(Beginning of Data provided)
//! The portfolio document the content commands render.
//!
//! Authored as TOML and embedded in the binary, the same way built-in
//! themes are. Commands hold a shared reference to the parsed document and
//! turn sections of it into component payloads.

use serde::Deserialize;

use folio_types::error::Result;

/// Embedded default profile document.
const EMBEDDED_PROFILE: &str = include_str!("../profile.toml");

/// The whole portfolio document.
#[derive(Debug, Clone, Deserialize)]
pub struct Profile {
    pub identity: Identity,
    #[serde(default)]
    pub experience: Vec<ExperienceEntry>,
    #[serde(default)]
    pub projects: Vec<Project>,
    #[serde(default, rename = "skill_group")]
    pub skill_groups: Vec<SkillGroup>,
    #[serde(default, rename = "certification")]
    pub certifications: Vec<Certification>,
    #[serde(default, rename = "contact")]
    pub contacts: Vec<Channel>,
}

/// Who the terminal belongs to.
#[derive(Debug, Clone, Deserialize)]
pub struct Identity {
    pub name: String,
    pub title: String,
    pub tagline: String,
    pub location: String,
    pub education: String,
    pub tenure: String,
    #[serde(default)]
    pub tags: Vec<String>,
}

/// One work-history entry.
#[derive(Debug, Clone, Deserialize)]
pub struct ExperienceEntry {
    pub role: String,
    pub organization: String,
    pub period: String,
    pub summary: String,
    #[serde(default)]
    pub current: bool,
}

/// One project card.
#[derive(Debug, Clone, Deserialize)]
pub struct Project {
    pub name: String,
    pub summary: String,
    #[serde(default)]
    pub link: Option<String>,
    #[serde(default)]
    pub tags: Vec<String>,
}

/// A named group of skills.
#[derive(Debug, Clone, Deserialize)]
pub struct SkillGroup {
    pub name: String,
    #[serde(default)]
    pub items: Vec<String>,
}

/// One certification.
#[derive(Debug, Clone, Deserialize)]
pub struct Certification {
    pub name: String,
}

/// One contact channel (email, LinkedIn, ...).
#[derive(Debug, Clone, Deserialize)]
pub struct Channel {
    pub label: String,
    pub value: String,
    #[serde(default)]
    pub link: Option<String>,
}

impl Profile {
    /// Parse a profile document from TOML source.
    pub fn from_toml(src: &str) -> Result<Self> {
        Ok(toml::from_str(src)?)
    }

    /// The profile document embedded in the binary.
    pub fn embedded() -> Result<Self> {
        Self::from_toml(EMBEDDED_PROFILE)
    }
}
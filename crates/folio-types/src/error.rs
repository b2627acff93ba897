//! Error types for FOLIO_TERM.

use std::io;

/// Errors produced by the FOLIO_TERM engine.
#[derive(Debug, thiserror::Error)]
pub enum FolioError {
    #[error("command error: {0}")]
    Command(String),

    #[error("theme error: {0}")]
    Theme(String),

    #[error("config error: {0}")]
    Config(String),

    #[error("color error: {0}")]
    Color(String),

    #[error("I/O error: {0}")]
    Io(#[from] io::Error),

    #[error("TOML parse error: {0}")]
    TomlParse(#[from] toml::de::Error),

    #[error("JSON error: {0}")]
    Json(#[from] serde_json::Error),
}

/// Convenience alias.
pub type Result<T> = std::result::Result<T, FolioError>;
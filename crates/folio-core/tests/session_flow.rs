//! End-to-end engine flow over the real built-in command set.

use std::sync::Arc;

use folio_core::{BOOT_SEQUENCE, Session};
use folio_terminal::profile::Profile;
use folio_terminal::{CommandOutput, CommandTable, register_builtins};
use folio_theme::ThemeRegistry;
use folio_types::input::Key;

fn session() -> Session {
    let profile = Arc::new(Profile::embedded().unwrap());
    let mut table = CommandTable::new();
    register_builtins(&mut table, profile);
    Session::new(ThemeRegistry::builtin().unwrap(), table)
}

#[tokio::test(start_paused = true)]
async fn boot_then_interact() {
    let mut s = session();
    s.run_boot().await;
    assert_eq!(s.state().history().len(), BOOT_SEQUENCE.len());

    // Switch theme by typing, like a user would.
    s.update_input("theme sunset");
    s.key_down(Key::Enter).await;
    assert_eq!(s.state().theme().name, "sunset");
    assert_eq!(s.state().history().len(), BOOT_SEQUENCE.len() + 1);

    // Clear through the alias: history empties, recall and theme survive.
    s.update_input("cls");
    s.key_down(Key::Enter).await;
    assert!(s.state().history().is_empty());
    assert_eq!(s.state().recall().len(), BOOT_SEQUENCE.len() + 2);
    assert_eq!(s.state().theme().name, "sunset");

    // Recall still walks back through everything, clear included.
    s.key_down(Key::ArrowUp).await;
    assert_eq!(s.state().input(), "cls");
    s.key_down(Key::ArrowUp).await;
    assert_eq!(s.state().input(), "theme sunset");
}

#[tokio::test]
async fn alias_and_canonical_render_the_same_kind() {
    let mut s = session();
    s.submit("certifications").await;
    s.submit("certs").await;
    let history = s.state().history();
    let (CommandOutput::Component(a), CommandOutput::Component(b)) =
        (&history[0].output, &history[1].output)
    else {
        panic!("expected two Component outputs");
    };
    assert_eq!(a.heading, b.heading);
    assert_eq!(a.blocks.len(), b.blocks.len());
}

#[tokio::test]
async fn unknown_command_keeps_the_session_alive() {
    let mut s = session();
    s.submit("sudo rm -rf /").await;
    let history = s.state().history();
    assert_eq!(history.len(), 1);
    assert!(matches!(history[0].output, CommandOutput::Error(_)));

    s.submit("help").await;
    assert_eq!(s.state().history().len(), 2);
}

#[tokio::test(start_paused = true)]
async fn snapshot_serializes_for_the_presentation_bridge() {
    let mut s = session();
    s.run_boot().await;
    s.submit("theme matrix").await;

    let snapshot = serde_json::to_value(s.state()).unwrap();
    let history = snapshot["history"].as_array().unwrap();
    assert_eq!(history.len(), BOOT_SEQUENCE.len() + 1);
    assert_eq!(history[0]["command"], "whoami");
    assert_eq!(history[0]["output"]["kind"], "component");
    assert_eq!(snapshot["theme"]["name"], "matrix");
    assert_eq!(snapshot["theme"]["background"], "#0d0208");
    assert_eq!(snapshot["busy"], false);
    assert_eq!(snapshot["recall_pointer"], -1);
}
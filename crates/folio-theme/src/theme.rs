//! Theme palette -- authored spec and runtime form.
//!
//! `ThemeSpec` is the serde-facing shape: hex color strings, every field
//! defaulted so a partial TOML table still yields a usable palette.
//! `Theme` is the runtime form with parsed colors, built once per theme.

use serde::{Deserialize, Serialize};

use folio_types::color::Color;
use folio_types::error::Result;

/// Authored color palette for a theme. All fields are hex color strings.
#[derive(Debug, Clone, Deserialize)]
pub struct ThemeSpec {
    /// Main background color.
    #[serde(default = "default_background")]
    pub background: String,
    /// Default output text color.
    #[serde(default = "default_foreground")]
    pub foreground: String,
    /// Prompt color.
    #[serde(default = "default_prompt")]
    pub prompt: String,
    /// Accent color (highlights, links).
    #[serde(default = "default_accent")]
    pub accent: String,
    /// Text selection color.
    #[serde(default = "default_selection")]
    pub selection: String,
    /// Cursor color.
    #[serde(default = "default_cursor")]
    pub cursor: String,
    /// Gradient start color (headings, banner).
    #[serde(default = "default_gradient_from")]
    pub gradient_from: String,
    /// Gradient end color.
    #[serde(default = "default_gradient_to")]
    pub gradient_to: String,
}

fn default_background() -> String {
    "#0a0e17".to_string()
}
fn default_foreground() -> String {
    "#e0e6f0".to_string()
}
fn default_prompt() -> String {
    "#00d9ff".to_string()
}
fn default_accent() -> String {
    "#00d9ff".to_string()
}
fn default_selection() -> String {
    "#1a2744".to_string()
}
fn default_cursor() -> String {
    "#00d9ff".to_string()
}
fn default_gradient_from() -> String {
    "#00d9ff".to_string()
}
fn default_gradient_to() -> String {
    "#00ff88".to_string()
}

impl Default for ThemeSpec {
    fn default() -> Self {
        Self {
            background: default_background(),
            foreground: default_foreground(),
            prompt: default_prompt(),
            accent: default_accent(),
            selection: default_selection(),
            cursor: default_cursor(),
            gradient_from: default_gradient_from(),
            gradient_to: default_gradient_to(),
        }
    }
}

/// Runtime theme with parsed colors. Immutable once built; sessions hold
/// clones of registry members, never ad-hoc palettes.
#[derive(Debug, Clone, PartialEq, Serialize)]
pub struct Theme {
    /// Unique registry key.
    pub name: String,
    pub background: Color,
    pub foreground: Color,
    pub prompt: Color,
    pub accent: Color,
    pub selection: Color,
    pub cursor: Color,
    pub gradient_from: Color,
    pub gradient_to: Color,
}

impl Theme {
    /// Build a runtime theme from an authored spec, validating every color.
    pub fn from_spec(name: &str, spec: &ThemeSpec) -> Result<Self> {
        Ok(Self {
            name: name.to_string(),
            background: Color::from_hex(&spec.background)?,
            foreground: Color::from_hex(&spec.foreground)?,
            prompt: Color::from_hex(&spec.prompt)?,
            accent: Color::from_hex(&spec.accent)?,
            selection: Color::from_hex(&spec.selection)?,
            cursor: Color::from_hex(&spec.cursor)?,
            gradient_from: Color::from_hex(&spec.gradient_from)?,
            gradient_to: Color::from_hex(&spec.gradient_to)?,
        })
    }
}
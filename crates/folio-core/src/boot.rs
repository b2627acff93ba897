//! Boot sequence -- the autoplay transcript that seeds a new session.
//!
//! The sequence goes through the same `submit` transition as user input,
//! awaiting each command's completion before pacing to the next, so the
//! seeded history is indistinguishable from a typed one.

use std::time::Duration;

use crate::session::Session;

/// Commands submitted automatically at session start, in order.
pub const BOOT_SEQUENCE: &[&str] = &[
    "whoami",
    "experience",
    "projects",
    "skills",
    "certifications",
    "contact",
];

/// Pause after each boot command.
pub const BOOT_PACING: Duration = Duration::from_millis(150);

impl Session {
    /// Run the boot sequence once. Guarded by a one-shot latch: the hosting
    /// view may re-trigger this on re-render, and the second call must not
    /// replay the transcript.
    pub async fn run_boot(&mut self) {
        if self.booted {
            log::debug!("boot sequence already ran; ignoring");
            return;
        }
        self.booted = true;

        log::info!("running boot sequence ({} commands)", BOOT_SEQUENCE.len());
        for line in BOOT_SEQUENCE {
            self.submit(line).await;
            tokio::time::sleep(BOOT_PACING).await;
        }
    }

    /// Whether the boot sequence has been triggered for this session.
    pub fn booted(&self) -> bool {
        self.booted
    }
}
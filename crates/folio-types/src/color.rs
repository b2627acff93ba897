//! RGBA color values parsed from hex notation.
//!
//! Theme palettes are authored as `#RRGGBB` / `#RRGGBBAA` strings and parsed
//! into `Color` once, when a theme is built. Colors serialize back to the
//! same hex notation so snapshots stay presentation-friendly.

use std::fmt;

use serde::de::Error as _;
use serde::{Deserialize, Deserializer, Serialize, Serializer};

use crate::error::{FolioError, Result};

/// An RGBA color.
#[derive(Debug, Clone, Copy, PartialEq, Eq, Hash)]
pub struct Color {
    pub r: u8,
    pub g: u8,
    pub b: u8,
    pub a: u8,
}

impl Color {
    /// Fully opaque color from RGB components.
    pub const fn rgb(r: u8, g: u8, b: u8) -> Self {
        Self { r, g, b, a: 255 }
    }

    /// Parse `#RRGGBB` or `#RRGGBBAA` notation.
    pub fn from_hex(hex: &str) -> Result<Self> {
        let digits = hex
            .strip_prefix('#')
            .ok_or_else(|| FolioError::Color(format!("missing '#' prefix: {hex}")))?;

        let byte_at = |i: usize| -> Result<u8> {
            u8::from_str_radix(&digits[i..i + 2], 16)
                .map_err(|_| FolioError::Color(format!("invalid hex digits: {hex}")))
        };

        match digits.len() {
            6 => Ok(Self {
                r: byte_at(0)?,
                g: byte_at(2)?,
                b: byte_at(4)?,
                a: 255,
            }),
            8 => Ok(Self {
                r: byte_at(0)?,
                g: byte_at(2)?,
                b: byte_at(4)?,
                a: byte_at(6)?,
            }),
            _ => Err(FolioError::Color(format!(
                "expected #RRGGBB or #RRGGBBAA, got {hex}"
            ))),
        }
    }

    /// Format as `#RRGGBB`, or `#RRGGBBAA` when not fully opaque.
    pub fn to_hex(self) -> String {
        if self.a == 255 {
            format!("#{:02x}{:02x}{:02x}", self.r, self.g, self.b)
        } else {
            format!("#{:02x}{:02x}{:02x}{:02x}", self.r, self.g, self.b, self.a)
        }
    }
}

impl fmt::Display for Color {
    fn fmt(&self, f: &mut fmt::Formatter<'_>) -> fmt::Result {
        write!(f, "{}", self.to_hex())
    }
}

impl Serialize for Color {
    fn serialize<S: Serializer>(&self, serializer: S) -> std::result::Result<S::Ok, S::Error> {
        serializer.serialize_str(&self.to_hex())
    }
}

impl<'de> Deserialize<'de> for Color {
    fn deserialize<D: Deserializer<'de>>(deserializer: D) -> std::result::Result<Self, D::Error> {
        let s = String::deserialize(deserializer)?;
        Color::from_hex(&s).map_err(D::Error::custom)
    }
}
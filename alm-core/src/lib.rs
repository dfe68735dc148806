//! Dragon ALM core: requirement and design traceability over SQLite
//!
//! Layers, from the bottom up: [`db`] stores, [`managers`] for business
//! rules, and [`controllers`] as the boundary presentation code talks to.

pub mod config;
pub mod controllers;
pub mod db;
pub mod error;
pub mod export;
pub mod managers;
pub mod models;
pub mod validation;

// Re-export commonly used types
pub use config::{config_path, resolve_database_path, AlmConfig};
pub use controllers::{ChangeEvent, DesignController, Outcome, RequirementController};
pub use db::{
    Database, DatabaseConfig, DesignCriteria, DesignRepository, RequirementCriteria,
    RequirementRepository, SqliteDesignStore, SqliteRequirementStore,
};
pub use error::{AlmError, Result};
pub use export::{export_matrix_to_json, export_snapshot_to_json, Snapshot, TraceabilityMatrix};
pub use managers::{DesignManager, RequirementManager};
pub use models::{
    Design, DesignId, DesignStatus, DesignType, NewDesign, NewRequirement, Priority, Requirement,
    RequirementId, RequirementPatch, RequirementStatus,
};
pub use validation::{validate_design, validate_requirement, ValidationResult};

/// Opens the database and wires stores, managers and controllers together
pub fn open_controllers(config: DatabaseConfig) -> Result<(RequirementController, DesignController)> {
    let db = Database::open(config)?;
    let requirements = RequirementController::new(RequirementManager::new(Box::new(
        SqliteRequirementStore::new(db.clone()),
    )));
    let designs = DesignController::new(DesignManager::new(Box::new(SqliteDesignStore::new(db))));
    Ok((requirements, designs))
}
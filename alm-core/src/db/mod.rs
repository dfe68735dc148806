//! Relational persistence for requirements, designs and their trace links
//!
//! Every store operation opens its own connection and runs inside a single
//! transaction that is committed before the call returns. There is no
//! long-lived shared connection.

mod design_store;
mod links;
mod requirement_store;
mod traits;

pub use design_store::SqliteDesignStore;
pub use requirement_store::{format_requirement_id, parse_requirement_sequence, SqliteRequirementStore};
pub use traits::{DesignCriteria, DesignRepository, RequirementCriteria, RequirementRepository};

use chrono::{DateTime, Utc};
use rusqlite::types::Type;
use rusqlite::Connection;
use std::path::{Path, PathBuf};
use std::str::FromStr;
use std::time::Duration;

use crate::error::{AlmError, Result, StorageContext};

/// Current schema version
const SCHEMA_VERSION: i32 = 1;

/// Configuration for the SQLite database
#[derive(Debug, Clone)]
pub struct DatabaseConfig {
    /// Path to the database file
    pub path: PathBuf,
    /// Whether to enable write-ahead logging
    pub wal_mode: bool,
    /// How long a connection waits on a locked database before failing
    pub busy_timeout: Duration,
}

impl DatabaseConfig {
    pub fn new<P: AsRef<Path>>(path: P) -> Self {
        Self {
            path: path.as_ref().to_path_buf(),
            ..Self::default()
        }
    }
}

impl Default for DatabaseConfig {
    fn default() -> Self {
        Self {
            path: PathBuf::from("dragon_alm.db"),
            wal_mode: true,
            busy_timeout: Duration::from_millis(5000),
        }
    }
}

/// Handle to a database file
///
/// Cheap to clone; holds only configuration. Connections are opened per
/// operation through [`Database::connect`].
#[derive(Debug, Clone)]
pub struct Database {
    config: DatabaseConfig,
}

impl Database {
    /// Opens (creating if needed) the database and applies the schema
    pub fn open(config: DatabaseConfig) -> Result<Self> {
        if let Some(parent) = config.path.parent() {
            if !parent.as_os_str().is_empty() {
                std::fs::create_dir_all(parent).map_err(|e| AlmError::Io {
                    context: format!("Failed to create directory {:?}", parent),
                    source: e,
                })?;
            }
        }

        let db = Self { config };
        db.init_schema()?;
        log::debug!("Opened database at {:?}", db.config.path);
        Ok(db)
    }

    /// Shorthand for opening with default settings at `path`
    pub fn open_path<P: AsRef<Path>>(path: P) -> Result<Self> {
        Self::open(DatabaseConfig::new(path))
    }

    /// Returns the path to the database file
    pub fn path(&self) -> &Path {
        &self.config.path
    }

    /// Opens a fresh connection with foreign keys enforced
    pub(crate) fn connect(&self) -> Result<Connection> {
        let conn = Connection::open(&self.config.path)
            .storage_context("Failed to open database")?;
        conn.busy_timeout(self.config.busy_timeout)
            .storage_context("Failed to set busy timeout")?;
        conn.pragma_update(None, "foreign_keys", true)
            .storage_context("Failed to enable foreign keys")?;
        Ok(conn)
    }

    /// Initialize the database schema
    fn init_schema(&self) -> Result<()> {
        let conn = self.connect()?;

        if self.config.wal_mode {
            let mode: String = conn
                .pragma_update_and_check(None, "journal_mode", "WAL", |row| row.get(0))
                .storage_context("Failed to enable WAL mode")?;
            log::debug!("Journal mode: {}", mode);
        }

        conn.execute_batch(include_str!("schema.sql"))
            .storage_context("Failed to initialize database")?;
        conn.execute(
            "INSERT OR IGNORE INTO schema_version (id, version) VALUES (1, ?1)",
            [SCHEMA_VERSION],
        )
        .storage_context("Failed to record schema version")?;

        let found: i32 = conn
            .query_row("SELECT version FROM schema_version WHERE id = 1", [], |row| {
                row.get(0)
            })
            .storage_context("Failed to read schema version")?;

        if found != SCHEMA_VERSION {
            return Err(AlmError::SchemaMismatch {
                found,
                expected: SCHEMA_VERSION,
            });
        }

        Ok(())
    }
}

/// Parses an RFC 3339 timestamp column
pub(crate) fn parse_timestamp(idx: usize, raw: &str) -> rusqlite::Result<DateTime<Utc>> {
    DateTime::parse_from_rfc3339(raw)
        .map(|dt| dt.with_timezone(&Utc))
        .map_err(|e| rusqlite::Error::FromSqlConversionFailure(idx, Type::Text, Box::new(e)))
}

/// Parses an enum label column, failing on unknown labels
pub(crate) fn parse_label<T>(idx: usize, raw: &str) -> rusqlite::Result<T>
where
    T: FromStr<Err = AlmError>,
{
    raw.parse::<T>()
        .map_err(|e| rusqlite::Error::FromSqlConversionFailure(idx, Type::Text, Box::new(e)))
}
#[cfg(test)]
mod tests {
    use super::*;
    use crate::db::test_support::temp_database;
    use crate::models::{Priority, RequirementStatus};
    use chrono::Utc;

    fn requirement(id: &str, title: &str) -> Requirement {
        let now = Utc::now();
        Requirement {
            id: id.to_string(),
            title: title.to_string(),
            description: format!("{} description", title),
            status: RequirementStatus::Draft,
            priority: Priority::Medium,
            category: None,
            parent_id: None,
            verification_criteria: String::new(),
            design_ids: BTreeSet::new(),
            created_at: now,
            updated_at: now,
        }
    }

    #[test]
    fn test_sequence_parsing() {
        assert_eq!(parse_requirement_sequence("REQ-001"), Some(1));
        assert_eq!(parse_requirement_sequence("REQ-1000"), Some(1000));
        assert_eq!(parse_requirement_sequence("REQ-"), None);
        assert_eq!(parse_requirement_sequence("REQ-12a"), None);
        assert_eq!(parse_requirement_sequence("req-001"), None);
        assert_eq!(format_requirement_id(1), "REQ-001");
        assert_eq!(format_requirement_id(100), "REQ-100");
        assert_eq!(format_requirement_id(1234), "REQ-1234");
    }

    #[test]
    fn test_create_and_read_round_trip() {
        let (_dir, db) = temp_database();
        let store = SqliteRequirementStore::new(db);

        let mut req = requirement("REQ-001", "Login flow");
        req.category = Some("Auth".to_string());
        req.verification_criteria = "User sees dashboard".to_string();

        assert_eq!(store.create(&req).unwrap(), "REQ-001");
        let loaded = store.read("REQ-001").unwrap().unwrap();
        assert_eq!(loaded, req);
    }

    #[test]
    fn test_read_missing_is_none() {
        let (_dir, db) = temp_database();
        let store = SqliteRequirementStore::new(db);
        assert!(store.read("REQ-404").unwrap().is_none());
    }

    #[test]
    fn test_reads_carry_links_and_release_the_connection() {
        use crate::db::{DesignRepository, SqliteDesignStore};
        use crate::models::{Design, DesignStatus, DesignType};

        let (_dir, db) = temp_database();
        let designs = SqliteDesignStore::new(db.clone());
        let store = SqliteRequirementStore::new(db);
        let now = Utc::now();
        let design = designs
            .create(&Design {
                id: None,
                name: "Gateway".to_string(),
                description: "Routes".to_string(),
                design_type: DesignType::Architecture,
                status: DesignStatus::Draft,
                requirement_ids: BTreeSet::new(),
                created_at: now,
                updated_at: now,
            })
            .unwrap();
        let design_id = design.id.unwrap();

        let mut req = requirement("REQ-001", "Linked");
        req.design_ids.insert(design_id);
        store.create(&req).unwrap();

        let read = store.read("REQ-001").unwrap().unwrap();
        let found = store.find_by_criteria(&RequirementCriteria::default()).unwrap();
        assert_eq!(read.design_ids, BTreeSet::from([design_id]));
        assert_eq!(found, vec![read]);

        // reads leave nothing open, so a following write goes through
        req.title = "Relinked".to_string();
        req.design_ids.clear();
        assert!(store.update(&req).unwrap());
        assert!(store.read("REQ-001").unwrap().unwrap().design_ids.is_empty());
        assert!(designs.read(design_id).unwrap().unwrap().requirement_ids.is_empty());
    }

    #[test]
    fn test_create_duplicate_is_conflict() {
        let (_dir, db) = temp_database();
        let store = SqliteRequirementStore::new(db);
        store.create(&requirement("REQ-001", "First")).unwrap();

        let err = store.create(&requirement("REQ-001", "Second")).unwrap_err();
        assert!(matches!(err, AlmError::Conflict { .. }));
        assert_eq!(store.read("REQ-001").unwrap().unwrap().title, "First");
    }

    #[test]
    fn test_update_missing_returns_false() {
        let (_dir, db) = temp_database();
        let store = SqliteRequirementStore::new(db);
        assert!(!store.update(&requirement("REQ-009", "Ghost")).unwrap());
    }

    #[test]
    fn test_delete() {
        let (_dir, db) = temp_database();
        let store = SqliteRequirementStore::new(db);
        store.create(&requirement("REQ-001", "Doomed")).unwrap();

        assert!(store.delete("REQ-001").unwrap());
        assert!(store.read("REQ-001").unwrap().is_none());
        assert!(!store.delete("REQ-001").unwrap());
    }

    #[test]
    fn test_deleting_parent_clears_child_reference() {
        let (_dir, db) = temp_database();
        let store = SqliteRequirementStore::new(db);
        store.create(&requirement("REQ-001", "Parent")).unwrap();
        let mut child = requirement("REQ-002", "Child");
        child.parent_id = Some("REQ-001".to_string());
        store.create(&child).unwrap();

        store.delete("REQ-001").unwrap();

        assert_eq!(store.read("REQ-002").unwrap().unwrap().parent_id, None);
    }

    #[test]
    fn test_find_by_criteria_combines_filters() {
        let (_dir, db) = temp_database();
        let store = SqliteRequirementStore::new(db);

        let mut a = requirement("REQ-001", "A");
        a.status = RequirementStatus::Approved;
        a.priority = Priority::High;
        let mut b = requirement("REQ-002", "B");
        b.status = RequirementStatus::Approved;
        let c = requirement("REQ-003", "C");
        for req in [&a, &b, &c] {
            store.create(req).unwrap();
        }

        let approved = store
            .find_by_criteria(&RequirementCriteria {
                status: Some(RequirementStatus::Approved),
                ..RequirementCriteria::default()
            })
            .unwrap();
        assert_eq!(
            approved.iter().map(|r| r.id.as_str()).collect::<Vec<_>>(),
            vec!["REQ-001", "REQ-002"]
        );

        let approved_high = store
            .find_by_criteria(&RequirementCriteria {
                status: Some(RequirementStatus::Approved),
                priority: Some(Priority::High),
                ..RequirementCriteria::default()
            })
            .unwrap();
        assert_eq!(approved_high.len(), 1);
        assert_eq!(approved_high[0].id, "REQ-001");

        assert_eq!(store.find_all().unwrap().len(), 3);
    }

    #[test]
    fn test_next_id_sequence() {
        let (_dir, db) = temp_database();
        let store = SqliteRequirementStore::new(db);
        assert_eq!(store.next_id().unwrap(), "REQ-001");

        store.create(&requirement("REQ-099", "Ninety nine")).unwrap();
        assert_eq!(store.next_id().unwrap(), "REQ-100");

        store.create(&requirement("REQ-999", "Last three digit")).unwrap();
        store.create(&requirement("REQ-1000", "Four digits")).unwrap();
        assert_eq!(store.next_id().unwrap(), "REQ-1001");
    }

    #[test]
    fn test_next_id_ignores_non_numeric_ids() {
        let (_dir, db) = temp_database();
        let store = SqliteRequirementStore::new(db);
        store.create(&requirement("REQ-007", "Numbered")).unwrap();
        store.create(&requirement("REQ-UI-1", "Named")).unwrap();
        assert_eq!(store.next_id().unwrap(), "REQ-008");
    }

    #[test]
    fn test_corrupt_status_is_storage_error() {
        let (_dir, db) = temp_database();
        let store = SqliteRequirementStore::new(db.clone());
        store.create(&requirement("REQ-001", "Fine")).unwrap();
        db.connect()
            .unwrap()
            .execute("UPDATE requirements SET status = 'Finished'", [])
            .unwrap();

        let err = store.read("REQ-001").unwrap_err();
        assert!(err.is_storage());
    }
}
//! Trace link rows
//!
//! `trace_links` is the only place a requirement/design link is recorded.
//! Both stores go through these helpers, each from its own column, so the
//! two directions cannot drift apart.

use rusqlite::{params, Connection};
use std::collections::BTreeSet;

use crate::error::{Result, StorageContext};
use crate::models::{DesignId, RequirementId};

pub(crate) fn designs_for_requirement(
    conn: &Connection,
    requirement_id: &str,
) -> Result<BTreeSet<DesignId>> {
    let mut stmt = conn
        .prepare("SELECT design_id FROM trace_links WHERE requirement_id = ?1")
        .storage_context("Failed to read trace links")?;
    let ids = stmt
        .query_map(params![requirement_id], |row| row.get::<_, DesignId>(0))
        .storage_context("Failed to read trace links")?
        .collect::<rusqlite::Result<BTreeSet<_>>>()
        .storage_context("Failed to read trace links")?;
    Ok(ids)
}

pub(crate) fn requirements_for_design(
    conn: &Connection,
    design_id: DesignId,
) -> Result<BTreeSet<RequirementId>> {
    let mut stmt = conn
        .prepare("SELECT requirement_id FROM trace_links WHERE design_id = ?1")
        .storage_context("Failed to read trace links")?;
    let ids = stmt
        .query_map(params![design_id], |row| row.get::<_, RequirementId>(0))
        .storage_context("Failed to read trace links")?
        .collect::<rusqlite::Result<BTreeSet<_>>>()
        .storage_context("Failed to read trace links")?;
    Ok(ids)
}

/// Deletes every link of `requirement_id`, then inserts one per design
pub(crate) fn replace_requirement_links(
    conn: &Connection,
    requirement_id: &str,
    design_ids: &BTreeSet<DesignId>,
) -> Result<()> {
    clear_requirement_links(conn, requirement_id)?;
    let mut stmt = conn
        .prepare("INSERT INTO trace_links (requirement_id, design_id) VALUES (?1, ?2)")
        .storage_context("Failed to write trace links")?;
    for design_id in design_ids {
        stmt.execute(params![requirement_id, design_id])
            .storage_context("Failed to write trace links")?;
    }
    Ok(())
}

/// Deletes every link of `design_id`, then inserts one per requirement
pub(crate) fn replace_design_links(
    conn: &Connection,
    design_id: DesignId,
    requirement_ids: &BTreeSet<RequirementId>,
) -> Result<()> {
    clear_design_links(conn, design_id)?;
    let mut stmt = conn
        .prepare("INSERT INTO trace_links (requirement_id, design_id) VALUES (?1, ?2)")
        .storage_context("Failed to write trace links")?;
    for requirement_id in requirement_ids {
        stmt.execute(params![requirement_id, design_id])
            .storage_context("Failed to write trace links")?;
    }
    Ok(())
}

pub(crate) fn clear_requirement_links(conn: &Connection, requirement_id: &str) -> Result<usize> {
    conn.execute(
        "DELETE FROM trace_links WHERE requirement_id = ?1",
        params![requirement_id],
    )
    .storage_context("Failed to remove trace links")
}

pub(crate) fn clear_design_links(conn: &Connection, design_id: DesignId) -> Result<usize> {
    conn.execute(
        "DELETE FROM trace_links WHERE design_id = ?1",
        params![design_id],
    )
    .storage_context("Failed to remove trace links")
}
(End of Data provided)
Return exactly, please, the lines of the material from the first one down to and including the line where "default profile document." appears.

- Problem solution:
//! The portfolio document the content commands render.
//!
//! Authored as TOML and embedded in the binary, the same way built-in
//! themes are. Commands hold a shared reference to the parsed document and
//! turn sections of it into component payloads.

use serde::Deserialize;

use folio_types::error::Result;

/// Embedded default profile document.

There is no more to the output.